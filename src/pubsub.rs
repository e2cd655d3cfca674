//! Record announcement and collection over pubsub.
//!
//! Every database instance can announce the CID of freshly written records
//! on its project topic, and listen for CIDs announced by peers, pulling
//! the corresponding records out of the DAG as they arrive.

use std::collections::HashSet;

use bytes::Bytes;
use cid::Cid;
use futures::StreamExt;
use tokio::sync::mpsc;
use tracing::debug;

use crate::db::Db;
use crate::error::{Error, Result};
use crate::ipfs::IpfsApi;
use crate::record::Record;

/// Capacity of the record and error channels handed out by [`Db::listen`].
pub const DEFAULT_BUFFER_SIZE: usize = 42;

impl<I: IpfsApi> Db<I> {
    /// Broadcasts a record CID on the project topic.
    pub(crate) async fn announce(&self, cid: &Cid) -> Result<()> {
        if !self.ipfs.is_online() {
            return Err(Error::NodeOffline);
        }
        if self.project.is_empty() {
            return Err(Error::NoProject);
        }
        // the message body is the UTF-8 CID string
        self.ipfs
            .publish(&self.project, Bytes::from(cid.to_string()))
            .await
    }

    /// Starts listening on the project topic, collecting every announced
    /// record.
    ///
    /// Each announced CID is fetched at most once; the records are handed
    /// out on the first channel, per-message failures on the second. The
    /// subscription ends and both channels close when the database shuts
    /// down.
    pub async fn listen(&self) -> Result<(mpsc::Receiver<Record>, mpsc::Receiver<Error>)> {
        if !self.ipfs.is_online() {
            return Err(Error::NodeOffline);
        }

        let mut messages = self.ipfs.subscribe(&self.project).await?;
        let (record_tx, record_rx) = mpsc::channel(DEFAULT_BUFFER_SIZE);
        let (error_tx, error_rx) = mpsc::channel(DEFAULT_BUFFER_SIZE);

        let db = self.clone();
        tokio::spawn(async move {
            // skips announcements that were already collected
            let mut seen: HashSet<Cid> = HashSet::new();

            loop {
                let message = tokio::select! {
                    _ = db.cancel.cancelled() => break,
                    message = messages.next() => message,
                };
                let message = match message {
                    Some(Ok(message)) => message,
                    Some(Err(err)) => {
                        if error_tx.send(err).await.is_err() {
                            break;
                        }
                        continue;
                    }
                    None => break,
                };

                let payload = String::from_utf8_lossy(&message.data);
                let cid: Cid = match payload.parse() {
                    Ok(cid) => cid,
                    Err(_) => {
                        // unknown payloads are dropped
                        debug!("ignoring non-CID announcement from {}", message.from);
                        continue;
                    }
                };
                if !seen.insert(cid) {
                    continue;
                }

                match db.fetch_record(cid).await {
                    Ok(mut record) => {
                        record.add_comment(format!("collected from {} via pubsub.", message.from));
                        if record_tx.send(record).await.is_err() {
                            break;
                        }
                    }
                    Err(err) => {
                        if error_tx.send(err).await.is_err() {
                            break;
                        }
                    }
                }
            }

            match db.ipfs.unsubscribe(&db.project).await {
                Ok(()) | Err(Error::NoSub) => {}
                Err(err) => {
                    let _ = error_tx.send(err).await;
                }
            }
            debug!("listener for {} stopped", db.project);
        });

        Ok((record_rx, error_rx))
    }
}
--*--
**WHAT IS REQUIRED**: From the records above, copy only the lines starting with the line that holds "collection over pubsub." and going on through the line that holds "records are handed", exactly as written.

**ANSWER SPACE**:
//! Record announcement and collection over pubsub.
//!
//! Every database instance can announce the CID of freshly written records
//! on its project topic, and listen for CIDs announced by peers, pulling
//! the corresponding records out of the DAG as they arrive.

use std::collections::HashSet;

use bytes::Bytes;
use cid::Cid;
use futures::StreamExt;
use tokio::sync::mpsc;
use tracing::debug;

use crate::db::Db;
use crate::error::{Error, Result};
use crate::ipfs::IpfsApi;
use crate::record::Record;

/// Capacity of the record and error channels handed out by [`Db::listen`].
pub const DEFAULT_BUFFER_SIZE: usize = 42;

impl<I: IpfsApi> Db<I> {
    /// Broadcasts a record CID on the project topic.
    pub(crate) async fn announce(&self, cid: &Cid) -> Result<()> {
        if !self.ipfs.is_online() {
            return Err(Error::NodeOffline);
        }
        if self.project.is_empty() {
            return Err(Error::NoProject);
        }
        // the message body is the UTF-8 CID string
        self.ipfs
            .publish(&self.project, Bytes::from(cid.to_string()))
            .await
    }

    /// Starts listening on the project topic, collecting every announced
    /// record.
    ///
    /// Each announced CID is fetched at most once; the records are handed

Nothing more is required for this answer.